Last Updated Feb 23, 2021 at 6:42 am PDT

FILE -- Personal protection equipment is seen on the teacher's desk in classroom in preparation for the new school year at the Willingdon Elementary School in Montreal, on Wednesday, August 26, 2020. THE CANADIAN PRESS/Paul Chiasson
Summary

B.C.'s education minister says school protocols are working despite multiple exposures to variants

Jennifer Whiteside points out there have been no known transmissions of the variants in schools

Whiteside didn't give the green light for districts to change measures on a school-by-school basis

VANCOUVER (NEWS 1130) – With COVID-19 variants connected to seven B.C. schools, many are wondering if the province will allow school districts to go above and beyond provincial guidelines for physical distancing and safety.

There are calls for more rapid testing once a variant is detected at a school, as well as improved ventilation, and a mask mandate for young kids.

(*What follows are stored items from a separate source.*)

//! Router contract and the engine's merged route table.
//!
//! Plugins contribute externally reachable endpoints through a
//! [`PluginRouter`]: a list of route specs plus an optional path prefix.
//! The engine merges contributed routes into one [`RouteTable`], tagging
//! each route with the owning plugin's name so unloading removes exactly
//! that plugin's routes. The HTTP host dispatches unmatched requests
//! through the table.

use std::collections::HashMap;
use std::sync::Arc;

use async_trait::async_trait;
use futures::future::BoxFuture;
use serde::{Deserialize, Serialize};

use wirehub_core::{AppError, AppResult};

/// HTTP method of a plugin route.
#[derive(Debug, Clone, Copy, PartialEq, Eq, Serialize, Deserialize)]
#[serde(rename_all = "UPPERCASE")]
pub enum RouteMethod {
    /// GET
    Get,
    /// POST
    Post,
    /// PUT
    Put,
    /// DELETE
    Delete,
}

impl std::fmt::Display for RouteMethod {
    fn fmt(&self, f: &mut std::fmt::Formatter<'_>) -> std::fmt::Result {
        match self {
            Self::Get => write!(f, "GET"),
            Self::Post => write!(f, "POST"),
            Self::Put => write!(f, "PUT"),
            Self::Delete => write!(f, "DELETE"),
        }
    }
}

/// Token-group authentication requirement declared on a route.
#[derive(Debug, Clone, Default, Serialize, Deserialize)]
pub struct TokenRequirement {
    /// Accepted token groups; `None` accepts a token from any group.
    pub groups: Option<Vec<String>>,
    /// Credential name override; `None` uses the gateway's configured name.
    pub token_name: Option<String>,
}

impl TokenRequirement {
    /// Requires a token from any group.
    pub fn any_group() -> Self {
        Self::default()
    }

    /// Requires a token from one specific group.
    pub fn group(group: &str) -> Self {
        Self {
            groups: Some(vec![group.to_string()]),
            token_name: None,
        }
    }

    /// Requires a token from one of several groups.
    pub fn groups(groups: &[&str]) -> Self {
        Self {
            groups: Some(groups.iter().map(|g| g.to_string()).collect()),
            token_name: None,
        }
    }

    /// Overrides the credential name for this route.
    pub fn with_token_name(mut self, name: &str) -> Self {
        self.token_name = Some(name.to_string());
        self
    }
}

/// A request as seen by plugin route handlers and guards.
#[derive(Debug, Clone, Default)]
pub struct RouteRequest {
    /// Path parameters extracted by the route matcher.
    pub params: HashMap<String, String>,
    /// Query string parameters.
    pub query: HashMap<String, String>,
    /// Request headers (lowercased names).
    pub headers: HashMap<String, String>,
    /// Request cookies.
    pub cookies: HashMap<String, String>,
    /// JSON request body, if any.
    pub body: Option<serde_json::Value>,
}

impl RouteRequest {
    /// Looks up a credential by name.
    ///
    /// Precedence: query parameter, then header, then cookie.
    pub fn credential(&self, name: &str) -> Option<&str> {
        self.query
            .get(name)
            .or_else(|| self.headers.get(name))
            .or_else(|| self.cookies.get(name))
            .map(String::as_str)
    }
}

/// A prerequisite run before a route handler; rejection aborts the request.
#[async_trait]
pub trait RouteGuard: Send + Sync {
    /// Checks the request; an error response is returned to the client.
    async fn check(&self, request: &RouteRequest) -> AppResult<()>;
}

/// Boxed future returned by a route handler.
pub type RouteFuture = BoxFuture<'static, AppResult<serde_json::Value>>;

/// The bound callable of a route.
pub type RouteHandlerFn = Arc<dyn Fn(RouteRequest) -> RouteFuture + Send + Sync>;

/// One endpoint a plugin contributes.
#[derive(Clone)]
pub struct RouteSpec {
    /// HTTP method.
    pub method: RouteMethod,
    /// Path relative to the router prefix; `:name` segments capture params.
    pub path: String,
    /// Optional token requirement; the auth verifier is spliced in front of
    /// routes carrying one.
    pub token: Option<TokenRequirement>,
    /// The handler.
    handler: RouteHandlerFn,
}

impl RouteSpec {
    /// Creates a route spec from an async closure.
    pub fn new<F, Fut>(method: RouteMethod, path: &str, handler: F) -> Self
    where
        F: Fn(RouteRequest) -> Fut + Send + Sync + 'static,
        Fut: std::future::Future<Output = AppResult<serde_json::Value>> + Send + 'static,
    {
        Self {
            method,
            path: path.to_string(),
            token: None,
            handler: Arc::new(move |request| Box::pin(handler(request))),
        }
    }

    /// Declares a token requirement on this route.
    pub fn require_token(mut self, requirement: TokenRequirement) -> Self {
        self.token = Some(requirement);
        self
    }
}

impl std::fmt::Debug for RouteSpec {
    fn fmt(&self, f: &mut std::fmt::Formatter<'_>) -> std::fmt::Result {
        f.debug_struct("RouteSpec")
            .field("method", &self.method)
            .field("path", &self.path)
            .field("token", &self.token)
            .finish()
    }
}

/// The router object a plugin exposes to contribute endpoints.
#[derive(Debug, Clone, Default)]
pub struct PluginRouter {
    /// Path prefix; defaulted from the plugin's dotted name when empty.
    pub prefix: Option<String>,
    /// Contributed routes.
    pub routes: Vec<RouteSpec>,
}

impl PluginRouter {
    /// Creates an empty router with no prefix.
    pub fn new() -> Self {
        Self::default()
    }

    /// Creates an empty router with an explicit prefix.
    pub fn with_prefix(prefix: &str) -> Self {
        Self {
            prefix: Some(prefix.to_string()),
            routes: Vec::new(),
        }
    }

    /// Adds a route.
    pub fn route(mut self, spec: RouteSpec) -> Self {
        self.routes.push(spec);
        self
    }
}

/// Simple path matcher supporting `:param` segments.
#[derive(Debug, Clone)]
struct PathMatcher {
    segments: Vec<PathSegment>,
}

#[derive(Debug, Clone)]
enum PathSegment {
    Literal(String),
    Param(String),
}

impl PathMatcher {
    fn new(path: &str) -> Self {
        let segments = path
            .split('/')
            .filter(|s| !s.is_empty())
            .map(|s| {
                if let Some(name) = s.strip_prefix(':') {
                    PathSegment::Param(name.to_string())
                } else {
                    PathSegment::Literal(s.to_string())
                }
            })
            .collect();

        Self { segments }
    }

    fn match_path(&self, path: &str) -> Option<HashMap<String, String>> {
        let parts: Vec<&str> = path.split('/').filter(|s| !s.is_empty()).collect();

        if parts.len() != self.segments.len() {
            return None;
        }

        let mut params = HashMap::new();

        for (segment, part) in self.segments.iter().zip(parts.iter()) {
            match segment {
                PathSegment::Literal(expected) => {
                    if expected != part {
                        return None;
                    }
                }
                PathSegment::Param(name) => {
                    params.insert(name.clone(), (*part).to_string());
                }
            }
        }

        Some(params)
    }
}

/// A route merged into the engine's table, tagged with its owning plugin.
#[derive(Clone)]
pub struct RegisteredRoute {
    /// Name of the plugin that owns this route.
    pub plugin: String,
    /// HTTP method.
    pub method: RouteMethod,
    /// Full path including the resolved prefix.
    pub full_path: String,
    /// Token requirement carried over from the route spec.
    pub token: Option<TokenRequirement>,
    /// Prerequisites run in order before the handler.
    guards: Vec<Arc<dyn RouteGuard>>,
    /// The handler.
    handler: RouteHandlerFn,
    /// Compiled path matcher.
    matcher: PathMatcher,
}

impl RegisteredRoute {
    /// Runs the guard chain, then the handler.
    pub async fn handle(&self, request: RouteRequest) -> AppResult<serde_json::Value> {
        for guard in &self.guards {
            guard.check(&request).await?;
        }
        (self.handler)(request).await
    }
}

impl std::fmt::Debug for RegisteredRoute {
    fn fmt(&self, f: &mut std::fmt::Formatter<'_>) -> std::fmt::Result {
        f.debug_struct("RegisteredRoute")
            .field("plugin", &self.plugin)
            .field("method", &self.method)
            .field("full_path", &self.full_path)
            .field("guards", &self.guards.len())
            .finish()
    }
}

/// All plugin-contributed routes, merged.
#[derive(Debug, Default)]
pub struct RouteTable {
    routes: Vec<RegisteredRoute>,
}

impl RouteTable {
    /// Creates an empty table.
    pub fn new() -> Self {
        Self::default()
    }

    /// Merges a plugin's routes under the given prefix.
    pub fn register(&mut self, plugin: &str, prefix: &str, specs: Vec<RouteSpec>) {
        for spec in specs {
            let full_path = format!("{}{}", prefix.trim_end_matches('/'), spec.path);
            let matcher = PathMatcher::new(&full_path);

            self.routes.push(RegisteredRoute {
                plugin: plugin.to_string(),
                method: spec.method,
                full_path,
                token: spec.token,
                guards: Vec::new(),
                handler: spec.handler,
                matcher,
            });
        }
    }

    /// Removes every route contributed by a plugin.
    pub fn unregister(&mut self, plugin: &str) {
        self.routes.retain(|r| r.plugin != plugin);
    }

    /// Finds the route matching a method and path.
    ///
    /// Returns the route and the extracted path parameters.
    pub fn match_route(
        &self,
        method: RouteMethod,
        path: &str,
    ) -> Option<(&RegisteredRoute, HashMap<String, String>)> {
        for route in &self.routes {
            if route.method == method
                && let Some(params) = route.matcher.match_path(path)
            {
                return Some((route, params));
            }
        }
        None
    }

    /// Splices a guard in front of every route with a token requirement.
    ///
    /// One-time wiring after all plugins load; the guard runs before any
    /// other prerequisite of the route.
    pub fn splice_guard<F>(&mut self, factory: F) -> usize
    where
        F: Fn(&TokenRequirement) -> Arc<dyn RouteGuard>,
    {
        let mut spliced = 0;
        for route in &mut self.routes {
            if let Some(requirement) = &route.token {
                route.guards.insert(0, factory(requirement));
                spliced += 1;
            }
        }
        spliced
    }

    /// Number of registered routes.
    pub fn len(&self) -> usize {
        self.routes.len()
    }

    /// Returns whether the table is empty.
    pub fn is_empty(&self) -> bool {
        self.routes.is_empty()
    }

    /// Iterates over all registered routes.
    pub fn iter(&self) -> impl Iterator<Item = &RegisteredRoute> {
        self.routes.iter()
    }
}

But the suggestion of a school district wanting to go beyond what the province is recommending didn’t get support from the education minister.

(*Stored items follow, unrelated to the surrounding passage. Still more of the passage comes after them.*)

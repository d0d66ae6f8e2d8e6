//! Convenience macros for plugin development.

/// Exports a manifest factory as the entry point of a dynamic plugin.
///
/// The factory must have the signature
/// `fn() -> AppResult<PluginManifest>`. The generated symbol is the one the
/// host's plugin loader resolves; a factory error is reported and surfaces
/// to the host as a null manifest (a load error with the plugin's name).
///
/// # Example
/// ```rust,ignore
/// use wirehub_plugin_sdk::prelude::*;
///
/// fn manifest() -> AppResult<PluginManifest> {
///     Ok(PluginManifest::builder().build())
/// }
///
/// wirehub_plugin_sdk::wirehub_plugin_entry!(manifest);
/// ```
#[macro_export]
macro_rules! wirehub_plugin_entry {
    ($factory:path) => {
        #[unsafe(no_mangle)]
        pub extern "C" fn wirehub_plugin_entry()
        -> *mut $crate::prelude::PluginManifest {
            match $factory() {
                Ok(manifest) => Box::into_raw(Box::new(manifest)),
                Err(e) => {
                    eprintln!("wirehub plugin entry failed: {e}");
                    std::ptr::null_mut()
                }
            }
        }
    };
}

RELATED: B.C. officials say COVID-19 safety plans in schools working, no changes imminent

Jennifer Whiteside points out there have been no known transmissions of the variants in schools, which means the safety plans in place are working.

“I can appreciate the anxiety that everybody doing such an incredible job in our schools right, keeping them open and keeping kids in schools, is experiencing as we see the pandemic develop,” she said Monday.

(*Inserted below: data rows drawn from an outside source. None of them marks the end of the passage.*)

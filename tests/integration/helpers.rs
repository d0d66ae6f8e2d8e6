//! Shared test helpers for integration tests.

use std::collections::HashMap;
use std::sync::Arc;

use axum::Router;
use axum::body::Body;
use http::{Request, StatusCode};
use http_body_util::BodyExt;
use serde_json::Value;
use tower::ServiceExt;

use plugin_audit::AuditLog;
use wirehub_api::{AppState, build_router};
use wirehub_auth::{AuthGateway, TokenStore};
use wirehub_core::config::AppConfig;
use wirehub_plugin::{DispatchEngine, PluginDescriptor};
use wirehub_plugin_sdk::prelude::*;

/// Test application context.
pub struct TestApp {
    /// The Axum router for making test requests.
    pub router: Router,
    /// The engine behind the router.
    pub engine: Arc<DispatchEngine>,
    /// The audit plugin's trail, shared for assertions.
    pub audit: Arc<AuditLog>,
}

impl TestApp {
    /// Creates a test application with the audit plugin and an ops-gated
    /// test plugin loaded.
    pub async fn new(tokens_enabled: bool) -> Self {
        let engine = Arc::new(DispatchEngine::new());
        let audit = Arc::new(AuditLog::new());

        let shared = audit.clone();
        engine
            .load_plugin(PluginDescriptor::from_factory("audit", move || {
                plugin_audit::manifest_with(shared.clone())
            }))
            .await
            .expect("Failed to load audit plugin");

        engine
            .load_plugin(PluginDescriptor::from_factory("opsbay", ops_manifest))
            .await
            .expect("Failed to load ops plugin");

        let gateway = AuthGateway::new(token_store(), "token", tokens_enabled);
        engine
            .splice_auth(|requirement| gateway.verifier(requirement))
            .await;

        let state = AppState::new(AppConfig::default(), engine.clone(), gateway);

        Self {
            router: build_router(state),
            engine,
            audit,
        }
    }

    /// Sends one request and returns the status plus the JSON body.
    pub async fn request(
        &self,
        method: &str,
        uri: &str,
        body: Option<Value>,
    ) -> (StatusCode, Value) {
        let mut builder = Request::builder().method(method).uri(uri);
        let request = match body {
            Some(value) => {
                builder = builder.header("content-type", "application/json");
                builder.body(Body::from(value.to_string())).unwrap()
            }
            None => builder.body(Body::empty()).unwrap(),
        };

        let response = self
            .router
            .clone()
            .oneshot(request)
            .await
            .expect("Request failed");

        let status = response.status();
        let bytes = response.into_body().collect().await.unwrap().to_bytes();
        let value = if bytes.is_empty() {
            Value::Null
        } else {
            serde_json::from_slice(&bytes).unwrap_or(Value::Null)
        };
        (status, value)
    }
}

/// Token table used across the suite: one admin secret, one general secret.
pub fn token_store() -> TokenStore {
    let mut groups = HashMap::new();
    groups.insert(
        "admin".to_string(),
        HashMap::from([("alice".to_string(), "secretA".to_string())]),
    );
    groups.insert(
        "general".to_string(),
        HashMap::from([("bob".to_string(), "secretB".to_string())]),
    );
    TokenStore::from_groups(groups)
}

/// A plugin whose only route requires the `ops` token group. No secret in
/// the test table belongs to that group.
fn ops_manifest() -> AppResult<PluginManifest> {
    Ok(PluginManifest::builder()
        .description("Ops bay\nLocked behind the ops token group.")
        .router(
            PluginRouter::with_prefix("/ops").route(
                RouteSpec::new(RouteMethod::Get, "/status", |_| async {
                    Ok(json!({ "status": "operational" }))
                })
                .require_token(TokenRequirement::group("ops")),
            ),
        )
        .build())
}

“What I would say about this situation is, we need to understand what happened,” she said of the variant-related exposure notices sent home in Surrey and Delta.

While she didn’t say districts will never get the autonomy to ramp up health measures, Whiteside said plans and decisions need to be based on evidence and she did not give districts the green light to make their own rules.

“I think that it’s very good news that the testing that has been done so far has indicated no transmission and really what that tells us is that our safety plans are working and I think we need to make changes, if we need to make changes, based on evidence.”

Meanwhile, teachers at Woodward Hill Elementary in Surrey are apparently planning a protest Tuesday. They are expected to wear red during a “walk-in” meant to highlight what’s happening at the school.

Testing is underway after the recent school exposures to the variant in the Fraser Health region.

Rapid testing is being used to trace variant cases at one Surrey school. But with those more transmissible versions of the virus now present, the B.C. Teachers’ Federation and Surrey Teachers’ Association pushed for school districts to be given more power to deal with cases on a school-by-school basis.

The only school where rapid testing has been utilized is Surrey’s Ecole Woodward Hill Elementary, where 35 staff were rapid tested on Sunday. All other schools are using the standard PCR test.

Stronger measures now in effect in the Fraser Health region include faster screening for variants and asking more people to isolate.